Transcriptomic analysis reveals the roles of microtubule-related genes and transcription factors in fruit length regulation in cucumber (Cucumis sativus L.)

Abstract

Cucumber (Cucumis sativus L.) fruit is a type of fleshy fruit that is harvested immaturely. Early fruit development directly determines the final fruit length and diameter, and consequently the fruit yield and quality. Different cucumber varieties display huge variations of fruit length, but how fruit length is determined at the molecular level remains poorly understood. To understand the genes and gene networks that regulate fruit length in cucumber, high throughout RNA-Seq data were used to compare the transcriptomes of early fruit from two near isogenic lines with different fruit lengths. 3955 genes were found to be differentially expressed, among which 2368 genes were significantly up-regulated and 1587 down-regulated in the line with long fruit. Microtubule and cell cycle related genes were dramatically activated in the long fruit, and transcription factors were implicated in the fruit length regulation in cucumber. Thus, our results built a foundation for dissecting the molecular mechanism of fruit length control in cucumber, a key agricultural trait of significant economic importance.

Figure 1. Morphological characterization of two near-isogenic cucumber lines with different fruit lengths.

(A)–(D) Cucumber line 408 with long fruit (left) and its near-isogenic line 409 with short fruit (right) at commercially mature fruit stage (A)–(B), anthesis stage (C), and 4 days before anthesis (D). The bars in B represent the standard deviation (n = 10). Asterisk indicates that fruit length is significantly different between 408 and 409 (unpaired t test, P < 0.05). Square brackets in C and D show the lengths of early fruits. Samples at the same developmental stage as in D were used for RNA-Seq analyses. Scale bars represent 1 cm.

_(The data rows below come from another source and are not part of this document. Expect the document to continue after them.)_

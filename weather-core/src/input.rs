//! Interactive collection of a [`LocationQuery`].
//!
//! The console itself sits behind the [`Prompter`] trait; this module only
//! owns the validation rules and the re-prompt loop.

use tracing::debug;

use crate::{
    error::{PromptError, ValidationError},
    model::LocationQuery,
};

#[derive(Debug, Clone, Copy, PartialEq, Eq, Hash)]
pub enum Field {
    Country,
    State,
    City,
}

impl Field {
    pub fn label(self) -> &'static str {
        match self {
            Field::Country => "Country",
            Field::State => "State",
            Field::City => "City",
        }
    }

    pub fn prompt(self) -> &'static str {
        match self {
            Field::Country => "Please provide a country code (US, UK, DE, etc.):",
            Field::State => "Please provide a state code (MT, UT, WA, etc.):",
            Field::City => "Please provide a city:",
        }
    }

    /// Country and state are two-character codes; city is free text.
    fn is_code(self) -> bool {
        matches!(self, Field::Country | Field::State)
    }
}

/// Check `raw` against the rules for `field` and return the trimmed value.
///
/// Rules are checked in order (blank, length, numeric) and the first one
/// violated is reported.
pub fn validate(field: Field, raw: &str) -> Result<String, ValidationError> {
    let value = raw.trim();

    if value.is_empty() {
        return Err(ValidationError::Blank(field));
    }
    if field.is_code() && value.chars().count() != 2 {
        return Err(ValidationError::WrongLength(field));
    }
    if is_numeric(value) {
        return Err(ValidationError::Numeric(field));
    }

    Ok(value.to_string())
}

/// Decimal numbers, plus the exact `NaN` / `Infinity` spellings.
///
/// `f64::from_str` also takes `nan`, `inf` and `infinity` in any case, which
/// would turn real place names such as Nan (Thailand) into numbers.
fn is_numeric(value: &str) -> bool {
    let unsigned = value.strip_prefix(&['+', '-'][..]).unwrap_or(value);
    if unsigned == "NaN" || unsigned == "Infinity" {
        return true;
    }

    value.bytes().any(|b| b.is_ascii_digit()) && value.parse::<f64>().is_ok()
}

/// Line-oriented console used by the collector and the retry session.
pub trait Prompter {
    /// Show `prompt` and return the next line the user entered.
    fn read_line(&mut self, prompt: &str) -> Result<String, PromptError>;

    /// Print an advisory message.
    fn notify(&mut self, message: &str);

    /// Called right before each fetch attempt for `query`.
    fn on_attempt(&mut self, _query: &LocationQuery) {}
}

/// Keep asking for `field` until the answer passes every rule.
pub fn read_field<P>(prompter: &mut P, field: Field) -> Result<String, PromptError>
where
    P: Prompter + ?Sized,
{
    loop {
        let raw = prompter.read_line(field.prompt())?;
        match validate(field, &raw) {
            Ok(value) => return Ok(value),
            Err(err) => {
                debug!(field = err.field().label(), "rejected input: {err}");
                prompter.notify(&err.to_string());
            }
        }
    }
}

/// Ask for country, state and city in that order.
pub fn collect_location<P>(prompter: &mut P) -> Result<LocationQuery, PromptError>
where
    P: Prompter + ?Sized,
{
    let country = read_field(prompter, Field::Country)?;
    let state = read_field(prompter, Field::State)?;
    let city = read_field(prompter, Field::City)?;

    Ok(LocationQuery::from_validated(city, state, country))
}


#[cfg(test)]
mod tests {
    use super::testing::ScriptedPrompter;
    use super::*;

    #[test]
    fn code_rules() {
        assert_eq!(validate(Field::Country, "US"), Ok("US".to_string()));
        assert_eq!(validate(Field::Country, "   "), Err(ValidationError::Blank(Field::Country)));
        assert_eq!(validate(Field::State, "W"), Err(ValidationError::WrongLength(Field::State)));
        assert_eq!(validate(Field::State, "WAS"), Err(ValidationError::WrongLength(Field::State)));
        assert_eq!(validate(Field::State, "12"), Err(ValidationError::Numeric(Field::State)));
        assert_eq!(validate(Field::Country, "1."), Err(ValidationError::Numeric(Field::Country)));
    }

    #[test]
    fn country_codes_that_look_like_float_keywords_are_accepted() {
        // Namibia and India must not be mistaken for NaN / infinity.
        assert_eq!(validate(Field::Country, "NA"), Ok("NA".to_string()));
        assert_eq!(validate(Field::Country, "IN"), Ok("IN".to_string()));
    }

    #[test]
    fn city_rules() {
        assert_eq!(validate(Field::City, "Salt Lake City"), Ok("Salt Lake City".to_string()));
        assert_eq!(validate(Field::City, ""), Err(ValidationError::Blank(Field::City)));
        assert_eq!(validate(Field::City, "98101"), Err(ValidationError::Numeric(Field::City)));
        assert_eq!(validate(Field::City, "-3.5"), Err(ValidationError::Numeric(Field::City)));
        // no length rule for cities
        assert_eq!(validate(Field::City, "Ai"), Ok("Ai".to_string()));
    }

    #[test]
    fn city_names_spelled_like_float_keywords_are_accepted() {
        for city in ["Nan", "nan", "Inf", "inf", "infinity", "NAN"] {
            assert_eq!(validate(Field::City, city), Ok(city.to_string()), "city {city:?}");
        }
    }

    #[test]
    fn exact_nan_and_infinity_spellings_are_numeric() {
        for city in ["NaN", "Infinity", "-Infinity", "+NaN"] {
            assert_eq!(
                validate(Field::City, city),
                Err(ValidationError::Numeric(Field::City)),
                "city {city:?}"
            );
        }
        assert_eq!(validate(Field::City, "1e5"), Err(ValidationError::Numeric(Field::City)));
    }

    #[test]
    fn collect_reprompts_until_each_field_is_valid() {
        let mut prompter = ScriptedPrompter::new(&[
            "", "USA", "42", "US", // country
            "W", "WA", // state
            "  ", "123", "Seattle", // city
        ]);

        let query = collect_location(&mut prompter).expect("collector returns once input is valid");

        assert_eq!(query, LocationQuery::new("Seattle", "WA", "US").unwrap());
        assert_eq!(prompter.remaining(), 0);
        assert_eq!(
            prompter.notices,
            vec![
                "Country cannot be empty.",
                "Valid country codes are 2 characters.",
                "Country cannot be numeric.",
                "Valid state codes are 2 characters.",
                "City cannot be empty.",
                "City cannot be numeric.",
            ]
        );
        assert_eq!(prompter.prompts.len(), 9);
        assert_eq!(prompter.prompts[0], Field::Country.prompt());
        assert_eq!(prompter.prompts[4], Field::State.prompt());
        assert_eq!(prompter.prompts[8], Field::City.prompt());
    }

    #[test]
    fn collect_propagates_cancellation() {
        let mut prompter = ScriptedPrompter::new(&["US", "WA"]);
        let err = collect_location(&mut prompter).unwrap_err();
        assert!(matches!(err, PromptError::Cancelled));
    }
}
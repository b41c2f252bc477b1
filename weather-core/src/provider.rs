use crate::{Config, FetchError, LocationQuery, WeatherReport, provider::openweather::OpenWeatherClient};
use async_trait::async_trait;
use std::fmt::Debug;

pub mod openweather;

/// A source of current conditions. One call is one request; retrying is the
/// caller's business (see [`crate::session`]).
#[async_trait]
pub trait WeatherProvider: Send + Sync + Debug {
    async fn get_weather(&self, query: &LocationQuery) -> Result<WeatherReport, FetchError>;
}

/// Construct the OpenWeather client from config.
pub fn provider_from_config(config: &Config) -> anyhow::Result<Box<dyn WeatherProvider>> {
    Ok(Box::new(OpenWeatherClient::from_config(config)?))
}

Figure 2. Verification of differentially expressed genes by qRT-PCR.

Fourteen DEGs with higher expression and six DEGs with lower expression in line 408 were chosen for qRT-PCR validation. The relative expression level of each gene was expressed as the fold change between two lines in the RNA-Seq data (white bar) and qRT-PCR data (gray bar). The cucumber UBIQUITIN gene was used as an internal control to normalize the expression data. The bars represent the standard deviation (n = 3). Asterisks indicate that the gene transcriptions are significantly different between lines 408 and 409 (unpaired t test, P < 0.05).

Figure 3. Genome-wide distributions of SNPs (A) and DEGs (B) in the cucumber genome.

Number of SNPs and DEGs were calculated over non-overlapping 100 kb and 10 MB bins, respectively.

Figure 4. Significantly enriched Gene Ontology (GO) terms (P < 0.05) in the up-regulated genes in the fruit of line 408 vs 409.

GO terms belong to biological processes (GOBP), molecular functions (GOMF), and cellular components (GOCC) were shown in green, blue, and red, respectively. GO terms were sorted based on p-values.

Figure 5. Significantly enriched Gene ontology (GO) terms (P < 0.05) in the down-regulated genes in the fruit of line 408 vs 409.

GO terms belong to biological processes (GOBP), molecular functions (GOMF), and cellular components (GOCC) were shown in green, blue, and red, respectively. GO terms were sorted based on p-values.

Figure 6. Family assignment of the 130 transcription factors that showed lower expression in the fruit of line 408.

Number of genes assigned to each family is shown behind a comma.

Figure 7. Comparison of cell morphology in lines 408 and 409.

(A)–(C) Microscopic longitudinal sections of the young fruits at 4 days before anthesis (an-4) in line 408 (A) and line 409 (B), and the corresponding quantifications of cell size (C). (D)–(F) Microscopic longitudinal sections of the young fruits at anthesis (an) in line 408 (D) and line 409 (F), and the respective quantifications of cell size (F). (D′)–(E′) are the enlarged view of the boxes in D and E, respectively. The bars in C and F represent the standard deviation (n = 3). Asterisk in F indicates that the cell size in line 408 is significantly larger than that in line 409 at anthesis (unpaired t test, P < 0.05). Bar = 50 um.